Knowing how references really differ from pointers should help you decide when to use references and when to stick with pointers.


In C++, references provide many of the same capabilities as pointers. Although most C++ programmers seem to develop some intuition about when to use references instead of pointers, and vice versa, they still encounter situations where the choice isn’t so clear. If you’d like to develop a reasonably consistent philosophy about using references, it really helps to know exactly how references differ from pointers. Those differences are my subject this month.


More than skin deep


A reference, like a pointer, is an object that you can use to refer indirectly to another object. A reference declaration has essentially the same syntactic structure as a pointer declaration. The difference is that while a pointer declaration uses the * operator, a reference declaration uses the & operator. For example, given:


int i = 3;




int *pi = &i;


declares pi as an object of type “pointer to int” whose initial value is the address of object i. On the other hand:


int &ri = i;


declares ri as an object of type “reference to int” referring to i. The difference between pointer and reference declarations is noteworthy, but it’s not the basis for deciding to use one over the other. The real basis for the choice is the difference in appearance between references and pointers when you use them in expressions.


The big difference between pointers and references is that you must use an explicit operator-the * operator-to dereference a pointer, but you don’t use an operator to dereference a reference. For example, once the previous declarations are in place, the indirection expression *pi derefences pi to refer to i. In contrast, the expression ri-without any operators at all-dereferences ri to refer to i. Thus, an assignment such as: *p = 4;


changes the value of i to 4, as does the assignment:


ri = 4;


This difference in appearance is significant when you’re choosing between pointers and references for function parameter types and return types. This is especially true in functions that declare overloaded operators.

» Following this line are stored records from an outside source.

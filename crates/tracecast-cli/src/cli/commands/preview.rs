//! Offline rendering: fold every event and print the final message body.

use std::path::Path;

use anyhow::Result;
use tracecast_core::config::Config;
use tracecast_core::render::build_text;
use tracecast_core::state::RenderState;

use super::events::EventReader;

pub async fn run(config: &Config, input: Option<&Path>) -> Result<()> {
    let mut reader = EventReader::open(input).await?;
    let mut state = RenderState::new();
    while let Some(event) = reader.next_event().await? {
        state.apply(event);
    }
    println!("{}", build_text(&state, &config.display));
    Ok(())
}
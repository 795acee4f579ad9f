//! High-level detection pipeline.
//!
//! A [`Detector`] owns the label tree, the anchor table and optional class
//! names. It is built once and only read afterwards, so one instance can be
//! shared across threads and images.

use crate::candidate::nms::{nms_boxes, SuppressParams};
use crate::decode::{AnchorTable, BoxDecoder};
use crate::filter::{filter_boxes, validate_params, FilterParams};
use crate::geometry::BoxCorners;
use crate::tensor::TensorView;
use crate::trace::trace_span;
use crate::tree::LabelTree;
use crate::util::{YoloTreeError, YoloTreeResult};

/// Pipeline thresholds.
#[derive(Clone, Debug, PartialEq)]
pub struct DetectConfig {
    /// Minimum combined score for the tree walk and for suppression.
    pub score_threshold: f32,
    /// IoU at or above which a lower-scored box is suppressed.
    pub iou_threshold: f32,
    /// Maximum detections per image.
    pub max_boxes: usize,
    /// Decode and filter on the rayon pool (requires the `rayon` feature).
    pub parallel: bool,
}

impl Default for DetectConfig {
    fn default() -> Self {
        Self {
            score_threshold: 0.12,
            iou_threshold: 0.4,
            max_boxes: 10,
            parallel: false,
        }
    }
}

impl DetectConfig {
    /// Checks that thresholds are usable.
    pub fn validate(&self) -> YoloTreeResult<()> {
        if !self.score_threshold.is_finite() {
            return Err(YoloTreeError::InvalidInput("score threshold must be finite"));
        }
        if !(0.0..=1.0).contains(&self.iou_threshold) {
            return Err(YoloTreeError::InvalidInput("iou threshold must lie in [0, 1]"));
        }
        Ok(())
    }
}

/// Final labeled detection in pixel coordinates.
#[derive(Clone, Debug, PartialEq)]
pub struct Detection {
    /// Pixel-space corner box.
    pub bbox: BoxCorners,
    /// Combined score.
    pub score: f32,
    /// Label tree node index.
    pub class: usize,
    /// Class name, or the node's tree id when no names are loaded.
    pub label: String,
}

/// Tree-based detector over raw grid output.
#[derive(Clone, Debug)]
pub struct Detector {
    tree: LabelTree,
    anchors: AnchorTable,
    names: Option<Vec<String>>,
    cfg: DetectConfig,
}

impl Detector {
    /// Creates a detector with the default configuration.
    pub fn new(tree: LabelTree, anchors: AnchorTable) -> Self {
        Self {
            tree,
            anchors,
            names: None,
            cfg: DetectConfig::default(),
        }
    }

    /// Replaces the configuration.
    pub fn with_config(mut self, cfg: DetectConfig) -> Self {
        self.cfg = cfg;
        self
    }

    /// Attaches one display name per tree node.
    pub fn with_names(mut self, names: Vec<String>) -> YoloTreeResult<Self> {
        if names.len() != self.tree.len() {
            return Err(YoloTreeError::ShapeMismatch {
                expected: self.tree.len(),
                got: names.len(),
                context: "class names",
            });
        }
        self.names = Some(names);
        Ok(self)
    }

    /// Label tree in use.
    pub fn tree(&self) -> &LabelTree {
        &self.tree
    }

    /// Anchor table in use.
    pub fn anchors(&self) -> &AnchorTable {
        &self.anchors
    }

    /// Current configuration.
    pub fn config(&self) -> &DetectConfig {
        &self.cfg
    }

    /// Box decoder bound to this detector's tree and anchors.
    pub fn decoder(&self) -> BoxDecoder<'_> {
        BoxDecoder::new(&self.tree, &self.anchors)
    }

    /// Display label for `node`.
    pub fn label(&self, node: usize) -> Option<&str> {
        match &self.names {
            Some(names) => names.get(node).map(String::as_str),
            None => self.tree.id(node),
        }
    }

    /// Runs decode, filter and suppression for batch entry `b`.
    pub fn detect_image(
        &self,
        tensor: TensorView<'_>,
        b: usize,
        image_height: usize,
        image_width: usize,
    ) -> YoloTreeResult<Vec<Detection>> {
        self.cfg.validate()?;
        let filter_params = FilterParams {
            score_threshold: self.cfg.score_threshold,
            image_height,
            image_width,
        };
        validate_params(&filter_params)?;
        let _span = trace_span!("detect_image", batch = b).entered();

        let decoder = self.decoder();
        let candidates = if self.cfg.parallel {
            self.decode_and_filter_par(&decoder, tensor, b, filter_params)?
        } else {
            let decoded = decoder.decode_image(tensor, b)?;
            filter_boxes(decoded, &self.tree, filter_params)?
        };

        let kept = nms_boxes(
            &candidates,
            SuppressParams {
                max_boxes: self.cfg.max_boxes,
                score_threshold: self.cfg.score_threshold,
                iou_threshold: self.cfg.iou_threshold,
            },
        );

        Ok(kept
            .into_iter()
            .map(|c| Detection {
                bbox: c.bbox,
                score: c.score,
                class: c.node,
                label: self.label(c.node).unwrap_or_default().to_owned(),
            })
            .collect())
    }

    /// Runs [`Detector::detect_image`] for every batch entry, all of the same
    /// image size.
    pub fn detect_batch(
        &self,
        tensor: TensorView<'_>,
        image_height: usize,
        image_width: usize,
    ) -> YoloTreeResult<Vec<Vec<Detection>>> {
        (0..tensor.batch())
            .map(|b| self.detect_image(tensor, b, image_height, image_width))
            .collect()
    }

    #[cfg(feature = "rayon")]
    fn decode_and_filter_par(
        &self,
        decoder: &BoxDecoder<'_>,
        tensor: TensorView<'_>,
        b: usize,
        params: FilterParams,
    ) -> YoloTreeResult<Vec<crate::candidate::Candidate>> {
        let decoded = decoder.decode_image_par(tensor, b)?;
        crate::filter::filter_boxes_par(decoded, &self.tree, params)
    }

    #[cfg(not(feature = "rayon"))]
    fn decode_and_filter_par(
        &self,
        _decoder: &BoxDecoder<'_>,
        _tensor: TensorView<'_>,
        _b: usize,
        _params: FilterParams,
    ) -> YoloTreeResult<Vec<crate::candidate::Candidate>> {
        Err(YoloTreeError::InvalidInput(
            "parallel detection requires the `rayon` feature",
        ))
    }
}
use rand::rngs::StdRng;
use rand::{Rng, SeedableRng};
use yolotree::{LabelTree, Prediction};

fn scenario_tree() -> LabelTree {
    LabelTree::parse("node0 -1\nnode1 0\nnode2 0\n").unwrap()
}

/// Three-level tree with two roots:
/// 0 ─┬─ 2 ─┬─ 5
///    │     └─ 6
///    └─ 3
/// 1 ── 4
fn deeper_tree() -> LabelTree {
    LabelTree::parse("a -1\nb -1\nc 0\nd 0\ne 1\nf 2\ng 2\n").unwrap()
}

fn random_probs(rng: &mut StdRng, n: usize) -> Vec<f32> {
    (0..n).map(|_| rng.random::<f32>()).collect()
}

fn assert_close(a: &[f32], b: &[f32]) {
    assert_eq!(a.len(), b.len());
    for (x, y) in a.iter().zip(b) {
        assert!((x - y).abs() < 1e-6, "{a:?} != {b:?}");
    }
}

#[test]
fn propagation_multiplies_root_path() {
    let tree = scenario_tree();
    let mut probs = [0.9f32, 0.6, 0.4];
    tree.propagate_absolute(&mut probs).unwrap();
    assert_close(&probs, &[0.9, 0.54, 0.36]);
}

#[test]
fn predict_descends_to_leaf_when_accepted() {
    let tree = scenario_tree();
    let pred = tree.predict_top_down(&[0.9, 0.54, 0.36], 0.3).unwrap().unwrap();
    assert_eq!(pred.node, 1);
    assert!((pred.prob - 0.54).abs() < 1e-6);
}

#[test]
fn predict_falls_back_to_accepted_parent() {
    let tree = scenario_tree();
    let pred = tree.predict_top_down(&[0.9, 0.54, 0.36], 0.6).unwrap();
    assert_eq!(pred, Some(Prediction { node: 0, prob: 0.9 }));
}

#[test]
fn predict_returns_none_when_root_group_fails() {
    let tree = scenario_tree();
    assert_eq!(tree.predict_top_down(&[0.9, 0.54, 0.36], 0.95).unwrap(), None);
}

#[test]
fn predict_does_not_backtrack_into_other_branches() {
    let tree = deeper_tree();
    // Root group picks node 0, whose children (2, 3) fail; node 4 under the
    // weaker root 1 would pass but is never visited.
    let abs = [0.8, 0.7, 0.2, 0.1, 0.69, 0.1, 0.1];
    let pred = tree.predict_top_down(&abs, 0.3).unwrap();
    assert_eq!(pred, Some(Prediction { node: 0, prob: 0.8 }));
}

#[test]
fn predict_walks_multiple_levels() {
    let tree = deeper_tree();
    let abs = [0.8, 0.1, 0.6, 0.2, 0.1, 0.2, 0.5];
    let pred = tree.predict_top_down(&abs, 0.3).unwrap();
    assert_eq!(pred, Some(Prediction { node: 6, prob: 0.5 }));
}

#[test]
fn propagation_is_non_increasing_along_paths() {
    let tree = deeper_tree();
    let mut rng = StdRng::seed_from_u64(11);
    for _ in 0..200 {
        let mut probs = random_probs(&mut rng, tree.len());
        tree.propagate_absolute(&mut probs).unwrap();
        for i in 0..tree.len() {
            if let Some(f) = tree.father(i) {
                assert!(probs[i] <= probs[f]);
            }
        }
    }
}

#[test]
fn prediction_is_none_iff_root_best_fails_and_path_is_accepted() {
    let tree = deeper_tree();
    let root = tree.groups()[0];
    let mut rng = StdRng::seed_from_u64(42);
    for _ in 0..500 {
        let mut probs = random_probs(&mut rng, tree.len());
        tree.propagate_absolute(&mut probs).unwrap();
        let threshold = rng.random_range(0.0f32..0.8);
        let root_best = root.range().map(|i| probs[i]).fold(f32::NEG_INFINITY, f32::max);

        match tree.predict_top_down(&probs, threshold).unwrap() {
            None => assert!(root_best < threshold),
            Some(pred) => {
                assert!(root_best >= threshold);
                assert_eq!(probs[pred.node], pred.prob);
                for node in tree.ancestors(pred.node) {
                    assert!(probs[node] >= threshold);
                    // Each ancestor was the best of its group.
                    let group = tree
                        .groups()
                        .iter()
                        .find(|g| g.range().contains(&node))
                        .unwrap();
                    let best = group.range().map(|i| probs[i]).fold(f32::NEG_INFINITY, f32::max);
                    assert_eq!(probs[node], best);
                }
            }
        }
    }
}

#[test]
fn absolute_prob_matches_propagation_on_random_inputs() {
    let tree = deeper_tree();
    let mut rng = StdRng::seed_from_u64(5);
    let cond = random_probs(&mut rng, tree.len());
    let mut abs = cond.clone();
    tree.propagate_absolute(&mut abs).unwrap();
    for node in 0..tree.len() {
        let single = tree.absolute_prob(&cond, node).unwrap();
        assert!((single - abs[node]).abs() < 1e-6);
    }
}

In my first column on references, I illustrated this point with the example of defining a ++ operator for an enumeration type.1 In C++, the built-in ++ operator does not apply to enumerations. For example, given just:


enum day
Sunday, Monday, ...


day x;


the expression ++x does not compile. If you want it to, you must define a function named operator++ which accepts a day as an argument.


Invoking ++x should change the value in x. Therefore, declaring operator++ with a parameter of type day, as in:


day operator++(day d);


won’t have the desired effect. This function passes its argument by value, which means the function sees a copy of the argument, not the argument itself. For the function to alter the value of its operand, it must pass that operand either by a pointer or by a reference.


Passing the argument by a pointer, as in:


day *operator++(day *d);


would let the function alter the value of the day by storing the incremented value into *d. However, you would then invoke the operator using an expression such as ++&x, which doesn’t look right.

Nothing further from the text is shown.